- Data provided
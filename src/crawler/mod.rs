//! Crawler module for web page fetching and processing
//!
//! This module contains the concurrent crawl engine, including:
//! - The FIFO frontier and the dispatcher feeding the worker pool
//! - HTTP fetching with page persistence
//! - HTML link extraction
//! - Global rate limiting
//! - Overall crawl coordination

mod context;
mod coordinator;
mod fetcher;
mod frontier;
mod parser;
mod rate_limiter;
mod scheduler;
mod worker;

pub use coordinator::{
    Coordinator, CrawlSettings, DEFAULT_IDLE_BACKOFF, DEFAULT_RATE_INTERVAL, DEFAULT_WORKERS,
};
pub use fetcher::{build_http_client, FetchedPage, HttpFetcher, PageFetcher};
pub use frontier::Frontier;
pub use parser::{HtmlLinkExtractor, LinkExtractor};
pub use rate_limiter::RateLimiter;
pub use scheduler::DispatchOutcome;

use crate::config::Config;
use crate::state::{CrawlReport, UniquenessGate};
use crate::storage::{open_storage, RunStatus, RunTotals, Storage, StorageError};
use crate::CrawlerError;
use std::path::Path;
use std::sync::{Arc, Mutex};

/// Runs a complete crawl operation
///
/// This is the main entry point for starting a crawl. It will:
/// 1. Open the page store
/// 2. Preload the uniqueness gate with every stored URL (unless `fresh`)
/// 3. Build the HTTP client and the crawl engine
/// 4. Record a new run, crawl, and stamp the run with its totals
///
/// Ctrl-C stops the crawl early: the engine drains as if its budget were
/// spent and the run is recorded as interrupted with the totals reached.
///
/// # Arguments
///
/// * `config` - The crawler configuration
/// * `config_hash` - Hash of the configuration file, recorded on the run
/// * `fresh` - Skip preloading, so pages from earlier sessions are fetched again
///
/// # Returns
///
/// * `Ok(CrawlReport)` - Crawl completed
/// * `Err(CrawlerError)` - Crawl could not start or failed
pub async fn crawl(
    config: Config,
    config_hash: &str,
    fresh: bool,
) -> Result<CrawlReport, CrawlerError> {
    let storage = open_storage(Path::new(&config.output.database_path))?;

    let gate = Arc::new(UniquenessGate::new());
    if fresh {
        tracing::info!("Fresh crawl: not preloading known URLs");
    } else {
        let known = storage.get_all_urls()?;
        tracing::info!("Preloading {} URLs from earlier sessions", known.len());
        gate.preload(known);
    }

    let settings = CrawlSettings::from_config(&config.crawler);
    let start_url = settings.start_url.clone();

    let storage = Arc::new(Mutex::new(storage));
    let fetcher = HttpFetcher::from_config(&config, Arc::clone(&storage))?;

    let run_id = storage
        .lock()
        .map_err(|_| StorageError::Poisoned)?
        .create_run(config_hash, &start_url)?;

    let (status, outcome) = match Coordinator::new(
        settings,
        Arc::new(fetcher),
        Arc::new(HtmlLinkExtractor::new()),
        gate,
    ) {
        Ok(coordinator) => run_until_interrupted(&coordinator).await,
        Err(e) => (RunStatus::Failed, Err(e)),
    };

    let totals = match &outcome {
        Ok(report) => RunTotals::from(report),
        Err(e) => {
            tracing::error!("Run {} failed: {}", run_id, e);
            RunTotals::default()
        }
    };

    storage
        .lock()
        .map_err(|_| StorageError::Poisoned)?
        .finish_run(run_id, status, &totals)?;

    outcome
}

/// Runs the engine to completion, draining it early on Ctrl-C
async fn run_until_interrupted(
    coordinator: &Coordinator,
) -> (RunStatus, Result<CrawlReport, CrawlerError>) {
    let run = coordinator.run();
    tokio::pin!(run);

    let finished = tokio::select! {
        result = &mut run => Some(result),
        _ = tokio::signal::ctrl_c() => None,
    };

    let (status, result) = match finished {
        Some(result) => (RunStatus::Completed, result),
        None => {
            tracing::warn!("Interrupted, waiting for in-flight fetches to finish");
            coordinator.cancel();
            (RunStatus::Interrupted, run.await)
        }
    };

    match result {
        Ok(report) => (status, Ok(report)),
        Err(e) => (RunStatus::Failed, Err(e)),
    }
}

- Your instructions
Where the line holding "its budget were" appears in the listing above, start reproducing exactly, and end with the line holding "The crawler configuration".

- Answer section
/// Ctrl-C stops the crawl early: the engine drains as if its budget were
/// spent and the run is recorded as interrupted with the totals reached.
///
/// # Arguments
///
/// * `config` - The crawler configuration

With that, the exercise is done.